Stored dataset items:

//! Player identity and request accounting middleware.
//!
//! Identity is taken from the `x-player-id` header as given; this server
//! sits behind whatever authenticates players. Handlers that act on a seat
//! take a [`Player`] and fail with `401 Unauthorized` when the header is
//! missing.
//!
//! # Extracting the Player
//!
//! ```rust,no_run
//! use thirteen_server::api::middleware::Player;
//!
//! async fn protected_handler(Player(player): Player) -> String {
//!     format!("Playing as {}", player)
//! }
//! # let _ = protected_handler;
//! ```

use axum::{
    Json,
    extract::{FromRequestParts, MatchedPath, Request},
    http::{StatusCode, request::Parts},
    middleware::Next,
    response::Response,
};
use std::time::Instant;
use thirteen::PlayerId;

use super::rooms::ErrorResponse;
use crate::{logging, metrics};

/// Header carrying the caller's player identity
pub const PLAYER_ID_HEADER: &str = "x-player-id";

/// Longest accepted player identity
const MAX_PLAYER_ID_LEN: usize = 64;

/// Read a player identity from request headers, if present and sane
pub fn player_from_headers(headers: &axum::http::HeaderMap) -> Option<PlayerId> {
    headers
        .get(PLAYER_ID_HEADER)
        .and_then(|value| value.to_str().ok())
        .map(PlayerId::new)
        .filter(|player| !player.as_str().is_empty() && player.as_str().len() <= MAX_PLAYER_ID_LEN)
}

/// The calling player, required
#[derive(Clone, Debug)]
pub struct Player(pub PlayerId);

impl<S> FromRequestParts<S> for Player
where
    S: Send + Sync,
{
    type Rejection = (StatusCode, Json<ErrorResponse>);

    async fn from_request_parts(parts: &mut Parts, _state: &S) -> Result<Self, Self::Rejection> {
        player_from_headers(&parts.headers).map(Player).ok_or((
            StatusCode::UNAUTHORIZED,
            Json(ErrorResponse {
                error: format!("Missing or invalid {PLAYER_ID_HEADER} header"),
            }),
        ))
    }
}

/// The calling player, if any; spectators have none
#[derive(Clone, Debug)]
pub struct MaybePlayer(pub Option<PlayerId>);

impl<S> FromRequestParts<S> for MaybePlayer
where
    S: Send + Sync,
{
    type Rejection = std::convert::Infallible;

    async fn from_request_parts(parts: &mut Parts, _state: &S) -> Result<Self, Self::Rejection> {
        Ok(MaybePlayer(player_from_headers(&parts.headers)))
    }
}

/// Record request count, duration and status for every request
pub async fn metrics_middleware(request: Request, next: Next) -> Response {
    let start = Instant::now();
    let method = request.method().to_string();
    // Route templates keep the label set small
    let path = request
        .extensions()
        .get::<MatchedPath>()
        .map(|p| p.as_str().to_string())
        .unwrap_or_else(|| request.uri().path().to_string());

    let response = next.run(request).await;

    let elapsed = start.elapsed();
    let status = response.status().as_u16();
    metrics::http_requests_total(&method, &path, status);
    metrics::http_request_duration_ms(&method, &path, elapsed.as_secs_f64() * 1000.0);
    logging::log_api_request(&method, &path, status, elapsed.as_millis() as u64);

    response
}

The task: Reproduce, word for word, all of the entries above.

Answer below:
//! Player identity and request accounting middleware.
//!
//! Identity is taken from the `x-player-id` header as given; this server
//! sits behind whatever authenticates players. Handlers that act on a seat
//! take a [`Player`] and fail with `401 Unauthorized` when the header is
//! missing.
//!
//! # Extracting the Player
//!
//! ```rust,no_run
//! use thirteen_server::api::middleware::Player;
//!
//! async fn protected_handler(Player(player): Player) -> String {
//!     format!("Playing as {}", player)
//! }
//! # let _ = protected_handler;
//! ```

use axum::{
    Json,
    extract::{FromRequestParts, MatchedPath, Request},
    http::{StatusCode, request::Parts},
    middleware::Next,
    response::Response,
};
use std::time::Instant;
use thirteen::PlayerId;

use super::rooms::ErrorResponse;
use crate::{logging, metrics};

/// Header carrying the caller's player identity
pub const PLAYER_ID_HEADER: &str = "x-player-id";

/// Longest accepted player identity
const MAX_PLAYER_ID_LEN: usize = 64;

/// Read a player identity from request headers, if present and sane
pub fn player_from_headers(headers: &axum::http::HeaderMap) -> Option<PlayerId> {
    headers
        .get(PLAYER_ID_HEADER)
        .and_then(|value| value.to_str().ok())
        .map(PlayerId::new)
        .filter(|player| !player.as_str().is_empty() && player.as_str().len() <= MAX_PLAYER_ID_LEN)
}

/// The calling player, required
#[derive(Clone, Debug)]
pub struct Player(pub PlayerId);

impl<S> FromRequestParts<S> for Player
where
    S: Send + Sync,
{
    type Rejection = (StatusCode, Json<ErrorResponse>);

    async fn from_request_parts(parts: &mut Parts, _state: &S) -> Result<Self, Self::Rejection> {
        player_from_headers(&parts.headers).map(Player).ok_or((
            StatusCode::UNAUTHORIZED,
            Json(ErrorResponse {
                error: format!("Missing or invalid {PLAYER_ID_HEADER} header"),
            }),
        ))
    }
}

/// The calling player, if any; spectators have none
#[derive(Clone, Debug)]
pub struct MaybePlayer(pub Option<PlayerId>);

impl<S> FromRequestParts<S> for MaybePlayer
where
    S: Send + Sync,
{
    type Rejection = std::convert::Infallible;

    async fn from_request_parts(parts: &mut Parts, _state: &S) -> Result<Self, Self::Rejection> {
        Ok(MaybePlayer(player_from_headers(&parts.headers)))
    }
}

/// Record request count, duration and status for every request
pub async fn metrics_middleware(request: Request, next: Next) -> Response {
    let start = Instant::now();
    let method = request.method().to_string();
    // Route templates keep the label set small
    let path = request
        .extensions()
        .get::<MatchedPath>()
        .map(|p| p.as_str().to_string())
        .unwrap_or_else(|| request.uri().path().to_string());

    let response = next.run(request).await;

    let elapsed = start.elapsed();
    let status = response.status().as_u16();
    metrics::http_requests_total(&method, &path, status);
    metrics::http_request_duration_ms(&method, &path, elapsed.as_secs_f64() * 1000.0);
    logging::log_api_request(&method, &path, status, elapsed.as_millis() as u64);

    response
}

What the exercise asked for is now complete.